Iraq: più di 900 persone nel braccio della morte rischiano l’esecuzione imminente
Le autorità irachene devono immediatamente interrompere le esecuzioni delle oltre 900 persone detenute nel braccio della morte che hanno esaurito i loro ricorsi legali e potrebbero essere messe a morte in qualsiasi momento questa è la denuncia di Amnesty International.
"In un Paese che ha già uno dei più alti tassi di esecuzione al mondo, la prospettiva che queste statistiche possano aumentare in modo significativo è in effetti inquietante", sottolinea Philip Luther, vice direttore del programma Medio Oriente e Nord Africa dell’organizzazione internazionale per la difesa dei diritti umani.

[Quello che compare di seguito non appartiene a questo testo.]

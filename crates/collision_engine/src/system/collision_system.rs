//! Public handle to the asynchronous collision system
//!
//! The caller's thread submits commands and queries and later claims the
//! results; a single worker thread owns the world and does all the work.
//!
//! ```rust,no_run
//! use collision_engine::prelude::*;
//!
//! let mut system = CollisionSystem::new(CollisionConfig::default(), ErrorLog::new());
//! system.initialize(Aabb::from_center_extents(Vec3::zeros(), Vec3::repeat(500.0)))?;
//!
//! let crate_id = system.add_shape(Shape::cuboid(Vec3::repeat(1.0)), AddFlags::empty());
//! let ray = system.make_query(Query::ray_cast(Ray::new(Vec3::new(0.0, 0.0, 10.0), -Vec3::z())));
//!
//! system.flush_all_tasks();
//! if let Some(hit) = system.obtain_result::<RayCastResult>(ray) {
//!     assert_eq!(hit.shape_id, crate_id);
//! }
//! system.shutdown();
//! # Ok::<(), CollisionError>(())
//! ```

use std::path::PathBuf;
use std::sync::{Arc, Mutex, PoisonError};
use std::thread::{self, JoinHandle};

use crate::collision::{Aabb, Shape, ShapeId, ShapePool, ShapeType};
use crate::config::CollisionConfig;
use crate::error::{CollisionError, ErrorLog};
use crate::foundation::math::RigidTransform;
use crate::system::command::{AddFlags, Command, QueuedCommand};
use crate::system::query::Query;
use crate::system::registry::ShapeRegistry;
use crate::system::result::{QueryResult, TypedResult};
use crate::system::task::{TaskId, TaskState};
use crate::system::worker::{run_worker, Shared};
use crate::system::world::CollisionWorld;

/// Asynchronous collision system
///
/// Submissions return immediately with a [`TaskId`]. Results are claimed
/// with [`obtain_query_result`](Self::obtain_query_result), which never
/// blocks, or after a [`flush_all_tasks`](Self::flush_all_tasks) barrier.
/// Failures that happen on the worker are recorded in the [`ErrorLog`]
/// passed to [`new`](Self::new).
pub struct CollisionSystem {
    config: CollisionConfig,
    errors: ErrorLog,
    shared: Arc<Shared>,
    registry: ShapeRegistry,
    pool: Arc<Mutex<ShapePool>>,
    worker: Option<JoinHandle<()>>,
}

impl CollisionSystem {
    /// Create a stopped system; call [`initialize`](Self::initialize) to start it
    pub fn new(config: CollisionConfig, errors: ErrorLog) -> Self {
        let pool = ShapePool::new(config.shape_pool_capacity);
        Self {
            config,
            errors,
            shared: Arc::new(Shared::new()),
            registry: ShapeRegistry::default(),
            pool: Arc::new(Mutex::new(pool)),
            worker: None,
        }
    }

    /// Set the world bounds and start the worker thread
    ///
    /// Shapes whose bounding box leaves `world_bounds` are kept but not
    /// indexed, so queries stop seeing them.
    pub fn initialize(&mut self, world_bounds: Aabb) -> Result<(), CollisionError> {
        if self.worker.is_some() {
            return Err(CollisionError::AlreadyInitialized);
        }
        if !world_bounds.is_valid() {
            return Err(CollisionError::InvalidWorldBounds);
        }
        self.config.validate()?;

        let world = CollisionWorld::new(
            self.config.clone(),
            world_bounds,
            self.registry.clone(),
            Arc::clone(&self.pool),
            self.errors.clone(),
        );
        let shared = Arc::clone(&self.shared);
        let config = self.config.clone();
        let handle = thread::Builder::new()
            .name(self.config.worker_thread_name.clone())
            .spawn(move || run_worker(shared, world, config))
            .map_err(CollisionError::WorkerSpawn)?;
        self.worker = Some(handle);

        log::info!(
            "Collision system initialized with world bounds {:?} to {:?}",
            world_bounds.min,
            world_bounds.max
        );
        Ok(())
    }

    /// Stop the worker and release every shape and task
    ///
    /// Results not yet claimed are dropped. Does nothing when not running.
    pub fn shutdown(&mut self) {
        let Some(handle) = self.worker.take() else {
            return;
        };
        self.shared.submit_command(QueuedCommand::Exit);
        if handle.join().is_err() {
            self.errors.add_error_message("Collision worker panicked");
        }
        self.shared.clear();
        self.registry.clear();
        log::info!("Collision system shut down");
    }

    /// True between `initialize` and `shutdown`
    pub fn is_initialized(&self) -> bool {
        self.worker.is_some()
    }

    /// Configuration the system was built with
    pub fn config(&self) -> &CollisionConfig {
        &self.config
    }

    /// The error accumulator shared with the worker
    pub fn errors(&self) -> &ErrorLog {
        &self.errors
    }

    // =========== Shapes ===========

    /// A default shape of `shape_type`, recycled from removed shapes when possible
    pub fn create_shape(&self, shape_type: ShapeType) -> Shape {
        self.pool
            .lock()
            .unwrap_or_else(PoisonError::into_inner)
            .acquire(shape_type)
    }

    /// Validate `shape` and queue it for insertion
    ///
    /// The returned handle is usable immediately; commands and queries that
    /// name it are processed after the insertion.
    pub fn try_add_shape(&self, shape: Shape, flags: AddFlags) -> Result<ShapeId, CollisionError> {
        if !self.is_initialized() {
            return Err(CollisionError::NotInitialized);
        }
        if AddFlags::from_bits(flags.bits()).is_none() {
            return Err(CollisionError::InvalidAddFlags(flags.bits()));
        }
        shape.validate()?;

        let shape_id = self.registry.mint(shape.shape_type());
        self.shared.submit_command(QueuedCommand::AddShape {
            shape_id,
            shape: Box::new(shape),
            flags,
        });
        Ok(shape_id)
    }

    /// Like [`try_add_shape`](Self::try_add_shape), recording failures in the
    /// error log and returning [`ShapeId::none`]
    pub fn add_shape(&self, shape: Shape, flags: AddFlags) -> ShapeId {
        self.try_add_shape(shape, flags).unwrap_or_else(|e| {
            self.errors.add_error_message(format!("AddShape: {e}"));
            ShapeId::none()
        })
    }

    /// Queue removal of a live shape
    pub fn remove_shape(&self, shape_id: ShapeId) -> TaskId {
        if self.registry.shape_type(shape_id).is_none() {
            self.errors
                .add_error_message(format!("RemoveShape: {}", CollisionError::UnknownShape(shape_id)));
            return TaskId::NONE;
        }
        self.issue_command(Command::RemoveShape { shape_id })
    }

    /// Queue a new object-to-world transform for a shape
    pub fn set_object_to_world(&self, shape_id: ShapeId, object_to_world: RigidTransform) -> TaskId {
        self.issue_command(Command::SetObjectToWorld { shape_id, object_to_world })
    }

    /// Queue removal of every shape; the worker keeps running
    pub fn clear(&self) -> TaskId {
        self.issue_command(Command::RemoveAllShapes)
    }

    /// Type of a live shape, `None` once it has been removed
    pub fn shape_type(&self, shape_id: ShapeId) -> Option<ShapeType> {
        self.registry.shape_type(shape_id)
    }

    /// Handles minted and not yet removed, including queued insertions
    pub fn live_shape_count(&self) -> usize {
        self.registry.len()
    }

    // =========== Tasks ===========

    /// Queue a command, returning [`TaskId::NONE`] if the system is not running
    pub fn issue_command(&self, command: Command) -> TaskId {
        self.submit(QueuedCommand::Apply(command))
    }

    /// Queue a query, returning [`TaskId::NONE`] if the system is not running
    pub fn make_query(&self, query: Query) -> TaskId {
        if !self.is_initialized() {
            self.errors
                .add_error_message(format!("{}: {}", query.name(), CollisionError::NotInitialized));
            return TaskId::NONE;
        }
        self.shared.submit_query(query)
    }

    /// Queue a dump of every shape to `path`; answered with a `FileResult`
    pub fn dump_to_file(&self, path: impl Into<PathBuf>) -> TaskId {
        self.make_query(Query::File { path: path.into() })
    }

    /// Queue replacing every shape with the contents of `path`
    ///
    /// Runs as a command, in submission order with every other command. The
    /// task still completes with a `FileResult`.
    pub fn restore_from_file(&self, path: impl Into<PathBuf>) -> TaskId {
        self.issue_command(Command::Restore { path: path.into() })
    }

    /// Claim a finished query result. Never blocks.
    ///
    /// `None` if the task is still pending, was a command without a result,
    /// was already claimed, or is unknown. `Dump` and `Restore` commands
    /// complete with a `FileResult`.
    pub fn obtain_query_result(&self, task_id: TaskId) -> Option<QueryResult> {
        self.shared.lock_tasks().claim(task_id)
    }

    /// Claim a finished result of type `R`
    ///
    /// A result of another type is left in place.
    pub fn obtain_result<R: TypedResult>(&self, task_id: TaskId) -> Option<R> {
        self.shared
            .lock_tasks()
            .claim_kind(task_id, R::KIND)
            .and_then(R::from_result)
    }

    /// Where a task is in its lifecycle, `None` for ids never issued
    pub fn task_state(&self, task_id: TaskId) -> Option<TaskState> {
        self.shared.lock_tasks().state(task_id)
    }

    /// Block until every task submitted before this call has completed
    ///
    /// Returns false if the system is not running or the worker died.
    pub fn flush_all_tasks(&self) -> bool {
        let Some(handle) = &self.worker else {
            return false;
        };
        let last = self.shared.lock_tasks().last_issued();
        self.shared.wait_flushed(last, || !handle.is_finished())
    }

    fn submit(&self, command: QueuedCommand) -> TaskId {
        if !self.is_initialized() {
            self.errors
                .add_error_message(format!("{}: {}", command.name(), CollisionError::NotInitialized));
            return TaskId::NONE;
        }
        self.shared.submit_command(command)
    }
}

impl Drop for CollisionSystem {
    fn drop(&mut self) {
        self.shutdown();
    }
}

L’approssimarsi delle elezioni legislative, previste nei primi mesi del 2010, non aiuta, osserva il comunicato di Amnesty: il governo di Baghdad sta infatti cercando di presentarsi come capace di affrontare con il pugno di ferro la criminalità, e di tenere sotto controllo l’assai precaria situazione della sicurezza.
Esponenti politici dell’opposizione hanno espresso la preoccupazione che le esecuzioni dei condannati a morte possano essere utilizzate dal premier Nuri al Maliki e dalla sua coalizione politica a fini di propaganda elettorale.
Secondo Amnesty, oltre 900 persone sono state condannate a morte e decine sono state giustiziate.
Sulla pena di morte, l’attuale leadership irachena è divisa: con il Primo Ministro Nuri al-Maliki che ne è un acceso sostenitore, mentre il presidente Jalal Talabani è contrario.
Solo che ha scelto un atteggiamento ambiguo delegando la ratifica delle sentenze ai suoi due vice, che, sicuramente non hanno incertezze e si fanno meno problemi.
"Il governo iracheno deve ascoltare le richieste internazionali per fermare le esecuzioni", conclude nella nota Philip Luther.